When I started this op/ed piece on marriage, I had no idea I had quite this much to say about it. Honest. I mean, I know I am opinionated, but this… Well, I’m still learning how to blog. I thank you, dear Reader, for taking this ride with me.
Also, I swear that I had no idea that these recent posts would be corresponding with Valentine’s Day!!!! I am innocent!!!! So much so that I have totally screwed up on the traditional knick-knack and presents routine!!!! Yikes!!!
We left off here:
Next time, questions seven and eight, and the conclusion of this series.
Question 7: Do you feel safe enough – ARE you safe enough – to trust this person with all of your nightmares? Can you be trusted with theirs?

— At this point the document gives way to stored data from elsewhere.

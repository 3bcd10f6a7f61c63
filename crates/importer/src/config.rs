//! Importer configuration

use std::path::PathBuf;
use std::time::Duration;

use crate::error::ConfigError;

pub const DEFAULT_PATIENT_SOURCE_URL: &str = "http://patient-generator.i4mi.bfh.ch/patient/get";
pub const DEFAULT_MOCK_SOURCE_URL: &str = "https://my.api.mockaroo.com/patients.json";
pub const DEFAULT_SAMPLE_COUNT: usize = 100;

/// Source-A attempts allowed per requested record when no explicit budget is set
const ATTEMPTS_PER_SAMPLE: usize = 20;

/// Importer configuration loaded from environment variables
#[derive(Debug, Clone, PartialEq)]
pub struct Config {
    pub patient_source_url: String,
    pub mock_source_url: String,
    pub mock_api_key: Option<String>,
    pub sample_count: usize,
    pub max_fetch_attempts: usize,
    pub output_dir: PathBuf,
    pub http_timeout: Duration,
    pub rng_seed: Option<u64>,
}

impl Default for Config {
    fn default() -> Self {
        Self {
            patient_source_url: DEFAULT_PATIENT_SOURCE_URL.to_string(),
            mock_source_url: DEFAULT_MOCK_SOURCE_URL.to_string(),
            mock_api_key: None,
            sample_count: DEFAULT_SAMPLE_COUNT,
            max_fetch_attempts: DEFAULT_SAMPLE_COUNT * ATTEMPTS_PER_SAMPLE,
            output_dir: PathBuf::from("."),
            http_timeout: Duration::from_secs(30),
            rng_seed: None,
        }
    }
}

impl Config {
    /// Load configuration from environment variables
    pub fn from_env() -> Result<Self, ConfigError> {
        Self::from_lookup(|var| std::env::var(var).ok())
    }

    /// Load configuration from an arbitrary variable lookup
    pub fn from_lookup(lookup: impl Fn(&str) -> Option<String>) -> Result<Self, ConfigError> {
        let defaults = Self::default();
        let sample_count =
            parse_positive(&lookup, "SAMPLE_COUNT")?.unwrap_or(defaults.sample_count);

        Ok(Self {
            patient_source_url: lookup("PATIENT_SOURCE_URL").unwrap_or(defaults.patient_source_url),
            mock_source_url: lookup("MOCK_SOURCE_URL").unwrap_or(defaults.mock_source_url),
            mock_api_key: lookup("MOCK_API_KEY").filter(|key| !key.is_empty()),
            sample_count,
            max_fetch_attempts: parse_positive(&lookup, "MAX_FETCH_ATTEMPTS")?
                .unwrap_or(sample_count.saturating_mul(ATTEMPTS_PER_SAMPLE)),
            output_dir: lookup("OUTPUT_DIR")
                .map(PathBuf::from)
                .unwrap_or(defaults.output_dir),
            http_timeout: parse_positive(&lookup, "HTTP_TIMEOUT_SECS")?
                .map(|secs| Duration::from_secs(secs as u64))
                .unwrap_or(defaults.http_timeout),
            rng_seed: match lookup("RNG_SEED") {
                Some(value) => Some(value.trim().parse().map_err(|_| ConfigError::Invalid {
                    var: "RNG_SEED",
                    value,
                })?),
                None => None,
            },
        })
    }
}

fn parse_positive(
    lookup: &impl Fn(&str) -> Option<String>,
    var: &'static str,
) -> Result<Option<usize>, ConfigError> {
    match lookup(var) {
        None => Ok(None),
        Some(value) => match value.trim().parse::<usize>() {
            Ok(n) if n > 0 => Ok(Some(n)),
            _ => Err(ConfigError::Invalid { var, value }),
        },
    }
}
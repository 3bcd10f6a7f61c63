//! ISO-8601 date and date-time parsing
//!
//! Accepts the calendar, week and ordinal date forms in both extended and
//! basic notation, each optionally followed by `T`, a time of reduced
//! precision and a UTC offset. The whole input must match; surrounding
//! whitespace is rejected.

use chrono::{DateTime, FixedOffset, NaiveDate, NaiveTime, TimeZone, Utc, Weekday};

/// Parse an ISO-8601 string into an instant.
///
/// A missing offset is taken as UTC and a missing time as midnight.
/// Malformed strings and out-of-range fields yield `None`.
pub fn parse_iso_datetime(value: &str) -> Option<DateTime<FixedOffset>> {
    let (date_part, time_part) = match value.split_once('T') {
        Some((date, time)) => (date, Some(time)),
        None => (value, None),
    };

    let date = parse_date(date_part)?;
    let (time, offset) = match time_part {
        Some(time) => parse_time(time)?,
        None => (NaiveTime::MIN, None),
    };

    let naive = date.and_time(time);
    match offset {
        Some(offset) => offset.from_local_datetime(&naive).single(),
        None => Some(Utc.from_utc_datetime(&naive).fixed_offset()),
    }
}

fn parse_date(s: &str) -> Option<NaiveDate> {
    parse_calendar_date(s)
        .or_else(|| parse_week_date(s))
        .or_else(|| parse_ordinal_date(s))
}

// YYYY, YYYY-MM, YYYY-MM-DD, YYYYMM, YYYYMMDD, or a signed six-digit year
fn parse_calendar_date(s: &str) -> Option<NaiveDate> {
    let mut cursor = Cursor::new(s);
    let year = cursor.year()?;
    let (mut month, mut day) = (1, 1);

    if let Some(m) = cursor.optional(|c| {
        c.eat(b'-');
        c.digits(2)
    }) {
        month = m;
        if let Some(d) = cursor.optional(|c| {
            c.eat(b'-');
            c.digits(2)
        }) {
            day = d;
        }
    }

    cursor.finish()?;
    NaiveDate::from_ymd_opt(year, month, day)
}

// YYYY-Www, YYYY-Www-D, YYYYWww, YYYYWwwD
fn parse_week_date(s: &str) -> Option<NaiveDate> {
    let mut cursor = Cursor::new(s);
    let year = cursor.digits(4)? as i32;
    cursor.eat(b'-');
    if !cursor.eat(b'W') {
        return None;
    }
    let week = cursor.digits(2)?;
    let weekday = cursor
        .optional(|c| {
            c.eat(b'-');
            c.digits(1)
        })
        .unwrap_or(1);

    cursor.finish()?;
    let weekday = Weekday::try_from(u8::try_from(weekday.checked_sub(1)?).ok()?).ok()?;
    NaiveDate::from_isoywd_opt(year, week, weekday)
}

// YYYY-DDD, YYYYDDD
fn parse_ordinal_date(s: &str) -> Option<NaiveDate> {
    let mut cursor = Cursor::new(s);
    let year = cursor.digits(4)? as i32;
    cursor.eat(b'-');
    let ordinal = cursor.digits(3)?;

    cursor.finish()?;
    NaiveDate::from_yo_opt(year, ordinal)
}

// HH, HH:mm, HH:mm:ss, HH:mm:ss.fff (or the basic forms), then an optional offset
fn parse_time(s: &str) -> Option<(NaiveTime, Option<FixedOffset>)> {
    let mut cursor = Cursor::new(s);
    let hour = cursor.digits(2)?;
    let (mut minute, mut second, mut nano) = (0, 0, 0);

    if let Some(m) = cursor.optional(|c| {
        c.eat(b':');
        c.digits(2)
    }) {
        minute = m;
        if let Some(sec) = cursor.optional(|c| {
            c.eat(b':');
            c.digits(2)
        }) {
            second = sec;
            if let Some(fraction) = cursor.optional(|c| {
                if c.eat(b'.') || c.eat(b',') {
                    c.fraction()
                } else {
                    None
                }
            }) {
                nano = fraction;
            }
        }
    }

    let offset = cursor.offset()?;
    cursor.finish()?;
    Some((NaiveTime::from_hms_nano_opt(hour, minute, second, nano)?, offset))
}

struct Cursor<'a> {
    bytes: &'a [u8],
    pos: usize,
}

impl<'a> Cursor<'a> {
    fn new(s: &'a str) -> Self {
        Self {
            bytes: s.as_bytes(),
            pos: 0,
        }
    }

    fn peek(&self) -> Option<u8> {
        self.bytes.get(self.pos).copied()
    }

    fn eat(&mut self, byte: u8) -> bool {
        if self.peek() == Some(byte) {
            self.pos += 1;
            true
        } else {
            false
        }
    }

    /// Run `parse`, rewinding if it fails
    fn optional<T>(&mut self, parse: impl FnOnce(&mut Self) -> Option<T>) -> Option<T> {
        let mark = self.pos;
        let parsed = parse(self);
        if parsed.is_none() {
            self.pos = mark;
        }
        parsed
    }

    /// Exactly `n` ASCII digits
    fn digits(&mut self, n: usize) -> Option<u32> {
        let end = self.pos.checked_add(n)?;
        let slice = self.bytes.get(self.pos..end)?;
        if !slice.iter().all(u8::is_ascii_digit) {
            return None;
        }
        self.pos = end;
        Some(slice.iter().fold(0, |acc, b| acc * 10 + u32::from(b - b'0')))
    }

    fn year(&mut self) -> Option<i32> {
        match self.peek() {
            Some(sign @ (b'+' | b'-')) => {
                self.pos += 1;
                let year = self.digits(6)? as i32;
                Some(if sign == b'-' { -year } else { year })
            }
            _ => self.digits(4).map(|y| y as i32),
        }
    }

    /// One or more fraction digits as nanoseconds; digits past the ninth are dropped
    fn fraction(&mut self) -> Option<u32> {
        let start = self.pos;
        while self.peek().is_some_and(|b| b.is_ascii_digit()) {
            self.pos += 1;
        }
        let digits = &self.bytes[start..self.pos];
        if digits.is_empty() {
            return None;
        }
        let nanos = digits
            .iter()
            .chain(std::iter::repeat(&b'0'))
            .take(9)
            .fold(0, |acc, b| acc * 10 + u32::from(b - b'0'));
        Some(nanos)
    }

    /// `Z`, `+HH`, `+HH:mm` or `+HHmm`. `Some(None)` when no offset is present.
    fn offset(&mut self) -> Option<Option<FixedOffset>> {
        match self.peek() {
            None => Some(None),
            Some(b'Z') => {
                self.pos += 1;
                Some(Some(FixedOffset::east_opt(0)?))
            }
            Some(sign @ (b'+' | b'-')) => {
                self.pos += 1;
                let hours = self.digits(2)? as i32;
                let minutes = self
                    .optional(|c| {
                        c.eat(b':');
                        c.digits(2)
                    })
                    .unwrap_or(0) as i32;
                let seconds = hours * 3600 + minutes * 60;
                let seconds = if sign == b'-' { -seconds } else { seconds };
                Some(Some(FixedOffset::east_opt(seconds)?))
            }
            Some(_) => None,
        }
    }

    fn finish(&self) -> Option<()> {
        (self.pos == self.bytes.len()).then_some(())
    }
}
//! Positional merge of person and mock records into patient rows

use chrono::{NaiveDate, NaiveTime, SecondsFormat, TimeZone, Utc};
use rand::Rng;

use crate::dates::DateGenerator;
use crate::error::MergeError;
use crate::model::{DateRole, NormalizedPatientRow, RawMockRecord, RawPersonRecord};
use crate::row::RowValue;

/// Pair `persons[i]` with `mocks[i]` and derive the synthetic stay dates.
///
/// Both slices must have the same length. The batch is all-or-nothing: on
/// any error no rows are returned.
pub fn merge<R, Tz>(
    persons: &[RawPersonRecord],
    mocks: &[RawMockRecord],
    dates: &mut DateGenerator<R, Tz>,
) -> Result<Vec<NormalizedPatientRow>, MergeError>
where
    R: Rng,
    Tz: TimeZone,
{
    if persons.len() != mocks.len() {
        return Err(MergeError::LengthMismatch {
            persons: persons.len(),
            mocks: mocks.len(),
        });
    }

    persons
        .iter()
        .zip(mocks)
        .enumerate()
        .map(|(index, (person, mock))| merge_one(index, person, mock, dates))
        .collect()
}

fn merge_one<R, Tz>(
    index: usize,
    person: &RawPersonRecord,
    mock: &RawMockRecord,
    dates: &mut DateGenerator<R, Tz>,
) -> Result<NormalizedPatientRow, MergeError>
where
    R: Rng,
    Tz: TimeZone,
{
    let pid = column_value(index, "PID", &mock.pid)?;
    let ssn = column_value(index, "SSN", &mock.ssn)?;
    let category = mock.treatment_category();

    let entry_range = dates.entry_range();
    let date_of_entry = dates
        .derive_date(entry_range, &category, DateRole::Entry)
        .fixed_offset();

    let date_of_departure = match mock.departure_date() {
        Some(_) => {
            let departure_range = dates.departure_range();
            Some(
                dates
                    .derive_date(departure_range, &category, DateRole::Departure)
                    .fixed_offset(),
            )
        }
        None => None,
    };

    Ok(NormalizedPatientRow {
        pid,
        ssn,
        first_name: person.first_name().to_string(),
        last_name: person.last_name().to_string(),
        gender: person.gender.clone(),
        birth_date: birth_instant(person.birth_date),
        treatment_type: mock.treatment_type.clone(),
        insurance_type: mock.insurance_type.clone(),
        addr_street: person.street().to_string(),
        addr_zip: person.postal_code().to_string(),
        addr_city: person.city().to_string(),
        date_of_entry,
        date_of_departure,
    })
}

fn column_value(
    index: usize,
    field: &'static str,
    value: &serde_json::Value,
) -> Result<RowValue, MergeError> {
    RowValue::from_json(value).map_err(|source| MergeError::UnsupportedValue {
        index,
        field,
        source,
    })
}

fn birth_instant(date: NaiveDate) -> String {
    Utc.from_utc_datetime(&date.and_time(NaiveTime::MIN))
        .to_rfc3339_opts(SecondsFormat::Millis, true)
}

#[cfg(test)]
mod tests {
    use super::*;
    use crate::model::{PersonAddress, PersonName};
    use chrono::{DateTime, Timelike};
    use rand::SeedableRng;
    use rand::rngs::StdRng;
    use serde_json::json;

    fn person(given: &str, year: i32) -> RawPersonRecord {
        RawPersonRecord {
            name: vec![PersonName {
                given: vec![given.to_string(), "Second".to_string()],
                family: format!("{given}son"),
            }],
            gender: "female".to_string(),
            birth_date: NaiveDate::from_ymd_opt(year, 3, 4).unwrap(),
            address: vec![PersonAddress {
                line: vec![format!("{given}weg 1"), "c/o".to_string()],
                postal_code: "3000".to_string(),
                city: "Bern".to_string(),
            }],
        }
    }

    fn mock(pid: i64, treatment: &str, departure: Option<&str>) -> RawMockRecord {
        serde_json::from_value(json!({
            "PID": pid,
            "SSN": format!("756.{pid:04}"),
            "TreatmentType": treatment,
            "InsuranceType": "general",
            "DateOfDeparture": departure,
        }))
        .unwrap()
    }

    fn dates() -> DateGenerator<StdRng, Utc> {
        let now: DateTime<Utc> = Utc.with_ymd_and_hms(2024, 4, 10, 12, 0, 0).unwrap();
        DateGenerator::new(StdRng::seed_from_u64(5), now)
    }

    #[test]
    fn rejects_unequal_lengths() {
        let persons = vec![person("A", 1980), person("B", 1981), person("C", 1982)];
        let mocks = vec![mock(1, "ambulant", None), mock(2, "ambulant", None)];
        let result = merge(&persons, &mocks, &mut dates());
        assert_eq!(
            result,
            Err(MergeError::LengthMismatch {
                persons: 3,
                mocks: 2
            })
        );
    }

    #[test]
    fn pairs_records_by_index() {
        let persons = vec![person("Anna", 1980), person("Beat", 1990)];
        let mocks = vec![mock(1, "stationary", None), mock(2, "ambulant", None)];
        let rows = merge(&persons, &mocks, &mut dates()).unwrap();

        assert_eq!(rows.len(), 2);
        assert_eq!(rows[0].first_name, "Anna");
        assert_eq!(rows[0].last_name, "Annason");
        assert_eq!(rows[0].pid, RowValue::Integer(1));
        assert_eq!(rows[0].treatment_type, "stationary");
        assert_eq!(rows[0].addr_street, "Annaweg 1");
        assert_eq!(rows[1].first_name, "Beat");
        assert_eq!(rows[1].pid, RowValue::Integer(2));
        assert_eq!(rows[1].ssn, RowValue::Text("756.0002".into()));
    }

    #[test]
    fn birth_date_is_an_iso_instant() {
        let rows = merge(&[person("Anna", 1985)], &[mock(1, "x", None)], &mut dates()).unwrap();
        assert_eq!(rows[0].birth_date, "1985-03-04T00:00:00.000Z");
    }

    #[test]
    fn departure_absent_for_invalid_source_string() {
        let persons = vec![person("A", 1980), person("B", 1980)];
        let mocks = vec![
            mock(1, "stationary", Some("")),
            mock(2, "stationary", Some("2024-05-01T00:00:00Z")),
        ];
        let rows = merge(&persons, &mocks, &mut dates()).unwrap();

        assert_eq!(rows[0].date_of_departure, None);
        let departure = rows[1].date_of_departure.expect("departure date");
        assert!((6..=10).contains(&departure.hour()));
    }

    #[test]
    fn departure_ignores_source_value() {
        let rows = merge(
            &[person("A", 1980)],
            &[mock(1, "other", Some("1999-01-01"))],
            &mut dates(),
        )
        .unwrap();
        let departure = rows[0].date_of_departure.unwrap();
        assert!(departure >= Utc.with_ymd_and_hms(2024, 4, 10, 12, 0, 0).unwrap());
    }

    #[test]
    fn unsupported_pid_fails_the_whole_batch() {
        let persons = vec![person("A", 1980), person("B", 1980)];
        let mut bad = mock(2, "ambulant", None);
        bad.pid = json!({"nested": true});
        let mocks = vec![mock(1, "ambulant", None), bad];

        let err = merge(&persons, &mocks, &mut dates()).unwrap_err();
        assert!(matches!(
            err,
            MergeError::UnsupportedValue {
                index: 1,
                field: "PID",
                ..
            }
        ));
    }

    #[test]
    fn empty_batches_merge_to_nothing() {
        let rows = merge(&[], &[], &mut dates()).unwrap();
        assert!(rows.is_empty());
    }
}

Safety is an interesting issue. There is the physical safety question, which is the one which comes to mind for most of us when we hear about “safety.” While physical abuse is a serious issue and a horrifying, terrifying reality for many, others have discussed this point and advocated on its behalf already, and they have done a great job. I will say one thing, though – okay, maybe two. One: there is no such thing as “only happened once.” If you’ve been struck once, it will happen again. Don’t hang around for that. And if your partner “just kicked the pet, but not me” – again, it is a matter of time. Don’t wait around for it. People often practice violence on animals first, then move onto people. GET OUT. Two: if this has happened to you, you are probably also isolated from family and friends and lacking in transportation and cash. This is what you do — Tell your private family doctor. She /he will immediately find you shelter and this shelter will connect you with a place to live, a job to afford it, and a lawyer to protect yourself. I know it’s frightening, but it will only get worse if you wait. One last thing: WORDS CAN HURT MORE THAN HANDS.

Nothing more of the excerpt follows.